Wednesday, December 30, 2015

'Investment' if you want more of it

In today's NZ Herald Child Poverty Group spokeswoman Susan St John writes,

"A shameful disparity between the treatment of children in families who can work enough paid hours, and those children whose families cannot, means in practice New Zealand has two classes of low-income children. The "in work" worthy can be supported to the full extent of the social security legislation, and the children of the unworthy, the outcasts: beneficiaries, disproportionately the disabled, Maori or Pasifika, many with chronic illness, are consigned to remain in poverty.

The parents of the "undeserving children" may struggle in a casualised labour market, on low wages or with redundancies, or in the aftermath of disasters. Irrespective of the cause of low income, regardless of circumstance, all children could and should be afforded the same tax-funded child payments to ensure an adequate standard of living."

You cannot isolate a child from its parent. So in effect she wants all parents to be treated the same whether or not they work. This involves far more than the $25 benefit rise for parents scheduled for next year.

St John wants to increase  "....child assistance by $72.50 a week for the very poorest families" and add "...$100 a week to the newborn's Family Tax Credit for one year for those who don't get paid parental leave."

"...spending of an extra $1 billion per annum is required immediately. This is what an "investment approach" to child poverty should look like."

An investment if more child poverty is what's wanted. How so?

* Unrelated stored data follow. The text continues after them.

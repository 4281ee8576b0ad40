use std::fs;
use std::path::{Path, PathBuf};
use std::time::Duration;

use serde::Deserialize;

use crate::registry::RegistryLists;
use crate::util::paths::{cache_dir, config_path};

/// Example configuration file contents (bundled with the binary)
pub const EXAMPLE_CONFIG: &str = include_str!("config.toml.example");

#[derive(Debug, thiserror::Error)]
pub enum ConfigError {
    #[error("cannot read config {path}: {source}")]
    Io {
        path: PathBuf,
        #[source]
        source: std::io::Error,
    },
    #[error("invalid config {path}: {source}")]
    Parse {
        path: PathBuf,
        #[source]
        source: toml::de::Error,
    },
}

/// Application configuration
#[derive(Debug, Clone)]
pub struct Config {
    /// Directory holding the materialized workflow code
    pub code_dir: PathBuf,
    /// How long Start waits for the entry module to load
    pub start_timeout: Duration,
    /// Worker address; `None` means stdin/stdout
    pub worker_address: Option<String>,
    /// Large-object cache directory
    pub cache_dir: PathBuf,
    /// Opaque payloads above this size go to the cache
    pub cache_threshold: usize,
    /// Additions to the bundled determinism registry
    pub registry: RegistryLists,
}

impl Default for Config {
    fn default() -> Self {
        Self {
            code_dir: std::env::current_dir().unwrap_or_else(|_| PathBuf::from(".")),
            start_timeout: Duration::from_secs(30),
            worker_address: None,
            cache_dir: cache_dir(),
            cache_threshold: 1024 * 1024,
            registry: RegistryLists::default(),
        }
    }
}

#[derive(Debug, Clone, Default, Deserialize)]
pub struct TomlRunnerConfig {
    pub code_dir: Option<PathBuf>,
    pub start_timeout_secs: Option<u64>,
}

#[derive(Debug, Clone, Default, Deserialize)]
pub struct TomlWorkerConfig {
    pub address: Option<String>,
}

#[derive(Debug, Clone, Default, Deserialize)]
pub struct TomlCacheConfig {
    pub dir: Option<PathBuf>,
    pub threshold_bytes: Option<usize>,
}

/// TOML representation of the config file
#[derive(Debug, Clone, Default, Deserialize)]
pub struct TomlConfig {
    pub runner: Option<TomlRunnerConfig>,
    pub worker: Option<TomlWorkerConfig>,
    pub cache: Option<TomlCacheConfig>,
    pub registry: Option<RegistryLists>,
}

impl Config {
    /// Load configuration from the data directory, merging with defaults.
    /// The example config is written on first run.
    pub fn load() -> Result<Self, ConfigError> {
        let config_file = config_path();
        if !config_file.exists() {
            Self::create_default_config(&config_file);
        }
        if config_file.exists() {
            Self::load_from(&config_file)
        } else {
            Ok(Config::default())
        }
    }

    /// Load a specific config file over the defaults.
    pub fn load_from(path: &Path) -> Result<Self, ConfigError> {
        let contents = fs::read_to_string(path).map_err(|source| ConfigError::Io {
            path: path.to_path_buf(),
            source,
        })?;
        let toml_config =
            toml::from_str::<TomlConfig>(&contents).map_err(|source| ConfigError::Parse {
                path: path.to_path_buf(),
                source,
            })?;
        let mut config = Config::default();
        config.merge(toml_config);
        tracing::debug!(path = %path.display(), "Loaded config");
        Ok(config)
    }

    /// Apply every key the file sets.
    pub fn merge(&mut self, toml_config: TomlConfig) {
        if let Some(runner) = toml_config.runner {
            if let Some(code_dir) = runner.code_dir {
                self.code_dir = code_dir;
            }
            if let Some(secs) = runner.start_timeout_secs {
                self.start_timeout = Duration::from_secs(secs);
            }
        }

        if let Some(worker) = toml_config.worker {
            if worker.address.is_some() {
                self.worker_address = worker.address;
            }
        }

        if let Some(cache) = toml_config.cache {
            if let Some(dir) = cache.dir {
                self.cache_dir = dir;
            }
            if let Some(threshold) = cache.threshold_bytes {
                self.cache_threshold = threshold;
            }
        }

        if let Some(registry) = toml_config.registry {
            self.registry = registry;
        }
    }

    /// Create the default config file from the bundled example
    fn create_default_config(path: &Path) {
        if let Some(parent) = path.parent() {
            if !parent.exists() {
                if let Err(e) = fs::create_dir_all(parent) {
                    tracing::warn!(error = %e, "Failed to create config directory");
                    return;
                }
            }
        }

        if let Err(e) = fs::write(path, EXAMPLE_CONFIG) {
            tracing::warn!(error = %e, "Failed to write default config");
        }
    }

    pub fn with_code_dir(mut self, dir: PathBuf) -> Self {
        self.code_dir = dir;
        self
    }

    pub fn with_worker_address(mut self, address: String) -> Self {
        self.worker_address = Some(address);
        self
    }
}

#[cfg(test)]
mod tests {
    use super::*;

    #[test]
    fn example_config_parses_to_defaults() {
        let parsed: TomlConfig = toml::from_str(EXAMPLE_CONFIG).unwrap();
        let mut config = Config::default();
        config.merge(parsed);
        assert_eq!(config.start_timeout, Duration::from_secs(30));
        assert_eq!(config.worker_address, None);
        assert_eq!(config.cache_threshold, 1024 * 1024);
        assert_eq!(config.registry, RegistryLists::default());
    }

    #[test]
    fn file_values_override_defaults() {
        let dir = tempfile::tempdir().unwrap();
        let path = dir.path().join("config.toml");
        fs::write(
            &path,
            r#"
[runner]
code_dir = "/srv/flows"
start_timeout_secs = 5

[worker]
address = "127.0.0.1:9300"

[cache]
threshold_bytes = 64

[registry]
modules = ["pricing"]
"#,
        )
        .unwrap();

        let config = Config::load_from(&path).unwrap();
        assert_eq!(config.code_dir, PathBuf::from("/srv/flows"));
        assert_eq!(config.start_timeout, Duration::from_secs(5));
        assert_eq!(config.worker_address.as_deref(), Some("127.0.0.1:9300"));
        assert_eq!(config.cache_threshold, 64);
        assert_eq!(config.registry.modules, vec!["pricing".to_string()]);
        assert!(config.registry.types.is_empty());
    }

    #[test]
    fn malformed_files_name_the_path() {
        let dir = tempfile::tempdir().unwrap();
        let path = dir.path().join("config.toml");
        fs::write(&path, "[runner\n").unwrap();
        let err = Config::load_from(&path).unwrap_err();
        assert!(matches!(err, ConfigError::Parse { .. }));
        assert!(err.to_string().contains("config.toml"));
    }
}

With massive increases like these, having children becomes the way to (initially secure and) increase income. Because these children are being produced by people who have only a thought for the present, their life chances will be compromised. For example the parent who cares more for money than for their child's future will stay out of work and fail to set any example of industry and sacrifice. Or they will live in areas where there are no economic opportunities or prospects for offspring to do anything else but become the next generation of individuals who parent- for- an- income.

And who needs a husband or partner when the state is a better provider? So more sole parents....and more poverty. And more calls from CPAG to raise benefits...

It's time to stop throwing good money after bad and accept that strong family structure and work ethic are the two most important safeguards against poverty.


Redbaiter said...

" strong family structure and work ethic are the two most important safeguards against poverty."

Yes, but some people do not possess the intellectual resources to know this and will never know it.

Which is where religion used to step in and where its missionaries helped those unable to appreciate the intellectual arguments, by imbuing those people with a moral code otherwise absent.

You know I am not religious myself, but I deplore the way Christianity has been sidelined by progressives who have attempted to replace it with their own religion.

Our society functioned much better when everyone went to Church on Sunday morning. Replacing the worship of God with the worship of government, especially among the poor, has so obviously been a retrograde step.

S. Beast said...

Church is hardly a solution. The expectation of a tithe represents a significant proportion of a benefit.